The Hiroshima Peace Memorial Museum, remodeled and reopened in April 2019, is more appropriate for teens and adults given the graphic, but moving displays with survivor testimonies, photos and belongings left by the victims. It is an intense place, especially with the remodel’s “timeline” arrangement. The museum in its entirety puts into perspective the consequences of war as well as current events. The Children’s Peace Memorial, a poignant and more approachable site for younger kids, contains several glass cases filled with origami paper cranes in tribute to Sadako Sasaki, who started making the cranes to take her mind off her pain from the radiation-based cancer that ultimately took her life. Local school kids and visitors to this day honor her determination by making and displaying origami cranes linked together.

 

The Mazda Museum is not only filled with cool cars and an assembly line, but also helps tell the story of Hiroshima’s post-war recovery and economic growth. The Hiroshima Children’s Museum, meanwhile, contains a library and planetarium, two floors of interactive science activities and a maze and slide transporting kids from one floor to another. With the exception of the planetarium, the attraction is free of charge. The Hiroshima City Museum of History and Traditional Crafts in Ujinanishi Park sits in a quaint 1911 building once used by Japan’s Imperial Army as a food supply depot.

 

While Hiroshima’s downtown retail landscape is less flashy than Tokyo, there are many colorful spots for retail therapy interspersed with pocket-sized izakaya restaurants.

 

Downtown Hiroshima, Japan. Photo: Sean Pavone | Dreamstime.com

 

Hondori Shotengai, Hiroshima Yume Plaza and Nagasakiya are packed with Japanese clothing chains, department stores, restaurants and souvenir shops. Teens and pre-teens may gravitate toward youth-focused SUN Mall as well as manga-oriented JUMP SHOP Hiroshima and electronics emporium Sofmap Hiroshima. A few blocks away, there are gently used treasures to be found at a branch of Japanese thrift store Book-Off Super Bazaar, which boasts departments dedicated to vintage clothing and other souvenir-worthy items.

 

Okosta, a short walk from Hiroshima’s central train station, provides a wonderful introduction to the area’s food culture. It is not billed as a restaurant, but as a kitchen created by Otafuku, Japan’s preeminent producer of sauces topping okonomiyaki, the city’s signature comfort food. Visitors suit up in chef garb and follow the lead of an experienced instructor to craft the perfect Hiroshima-style okonomiyaki, best described — when made properly — as a hybrid of lasagna and omelet piled high with a variety of ingredients. There are menu packages with traditional ingredient combinations as well as variations for vegetarians and halal guests.

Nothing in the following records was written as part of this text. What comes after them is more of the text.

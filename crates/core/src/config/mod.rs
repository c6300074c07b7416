//! Application configuration with layered loading.
//!
//! This module provides configuration management using figment for
//! layered configuration loading from multiple sources:
//!
//! 1. Environment variables (HAVEN_*)
//! 2. TOML config file (if HAVEN_CONFIG_FILE set)
//! 3. Built-in defaults

use std::path::PathBuf;
use std::time::Duration;

use figment::{
    Figment,
    providers::{Env, Format, Serialized, Toml},
};
use serde::{Deserialize, Serialize};

mod validation;

pub use validation::ConfigError;

/// Application configuration with layered loading.
///
/// Loading precedence (highest wins):
/// 1. Environment variables (HAVEN_*)
/// 2. TOML config file (if HAVEN_CONFIG_FILE set)
/// 3. Built-in defaults
///
/// The version string names the current cache generation; deploying a
/// new version and activating triggers the sweep that discards every
/// prior generation's stores.
#[derive(Debug, Clone, Serialize, Deserialize)]
pub struct AppConfig {
    /// Prefix for all store names owned by this engine.
    ///
    /// Set via HAVEN_NAMESPACE environment variable.
    #[serde(default = "default_namespace")]
    pub namespace: String,

    /// Version tag naming the current cache generation.
    ///
    /// Set via HAVEN_VERSION environment variable.
    #[serde(default = "default_version")]
    pub version: String,

    /// Path to the SQLite cache database.
    ///
    /// Set via HAVEN_DB_PATH environment variable.
    #[serde(default = "default_db_path")]
    pub db_path: PathBuf,

    /// Origin of the hosting page, used for same-origin classification
    /// and for resolving site-relative precache routes.
    ///
    /// Set via HAVEN_PAGE_ORIGIN environment variable.
    #[serde(default = "default_page_origin")]
    pub page_origin: String,

    /// User-Agent string for network fetches.
    ///
    /// Set via HAVEN_USER_AGENT environment variable.
    #[serde(default = "default_user_agent")]
    pub user_agent: String,

    /// Network fetch timeout in milliseconds.
    ///
    /// Set via HAVEN_TIMEOUT_MS environment variable.
    #[serde(default = "default_timeout_ms")]
    pub timeout_ms: u64,

    /// Entry cap for the bounded third-party image store.
    ///
    /// Set via HAVEN_MAX_IMAGE_ENTRIES environment variable.
    #[serde(default = "default_max_image_entries")]
    pub max_image_entries: usize,

    /// Site-relative routes warmed into the precache store at install.
    ///
    /// Set via HAVEN_PRECACHE_ROUTES environment variable.
    #[serde(default = "default_precache_routes")]
    pub precache_routes: Vec<String>,
}

fn default_namespace() -> String {
    "haven".into()
}

fn default_version() -> String {
    "v1".into()
}

fn default_db_path() -> PathBuf {
    PathBuf::from("./haven-cache.sqlite")
}

fn default_page_origin() -> String {
    "http://localhost:8080".into()
}

fn default_user_agent() -> String {
    "haven/0.1".into()
}

fn default_timeout_ms() -> u64 {
    20_000
}

fn default_max_image_entries() -> usize {
    50
}

fn default_precache_routes() -> Vec<String> {
    vec!["/".into()]
}

impl Default for AppConfig {
    fn default() -> Self {
        Self {
            namespace: default_namespace(),
            version: default_version(),
            db_path: default_db_path(),
            page_origin: default_page_origin(),
            user_agent: default_user_agent(),
            timeout_ms: default_timeout_ms(),
            max_image_entries: default_max_image_entries(),
            precache_routes: default_precache_routes(),
        }
    }
}

impl AppConfig {
    /// Timeout as Duration for use with reqwest/tokio.
    pub fn timeout(&self) -> Duration {
        Duration::from_millis(self.timeout_ms)
    }

    /// Load configuration from all sources with layered precedence.
    ///
    /// Priority (highest wins):
    /// 1. Environment variables prefixed with `HAVEN_`
    /// 2. TOML file from `HAVEN_CONFIG_FILE` (if set)
    /// 3. Built-in defaults via `Default::default()`
    ///
    /// # Errors
    ///
    /// Returns `ConfigError` if:
    /// - Configuration file cannot be read
    /// - Environment variables cannot be parsed
    /// - Validation fails after loading
    pub fn load() -> Result<Self, ConfigError> {
        let mut figment = Figment::from(Serialized::defaults(Self::default()));

        if let Ok(config_path) = std::env::var("HAVEN_CONFIG_FILE") {
            figment = figment.merge(Toml::file(&config_path));
        }

        figment = figment.merge(
            Env::prefixed("HAVEN_")
                .map(|key| key.as_str().to_lowercase().into())
                .split("__"),
        );

        let config: Self = figment.extract().map_err(|e| ConfigError::LoadFailed(e.to_string()))?;

        config.validate()?;

        Ok(config)
    }
}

Wonderful daytrips via rental car or tour company purveyors around the prefecture abound. Kumano’s Fudenosato Kobo museum is dedicated to the art of brush making. After watching a master craftsman create a brush from scratch, visitors can participate in a calligraphy workshop or try their hand at other Japanese printing and embossing techniques. Takehara, which has a bit of a Kyoto-like feel to it, is achingly charming and is the real-life setting for the globally popular anime series Tamayura.

 

Onimochi, another popular setting for Japanese movies and anime, is a bike rider’s dream with guided and self-guided tours via ferry and bridge on several nearby Seto Sea islands. The Hotel Cycle, the cool base camp for outdoor fun, is a renovated warehouse converted into a bike-centric hotel with décor that doubles as bike racks. It also houses a bike rental operation, the excellent U2 Restaurant and bakery and several shops selling locally made clothing and home wares.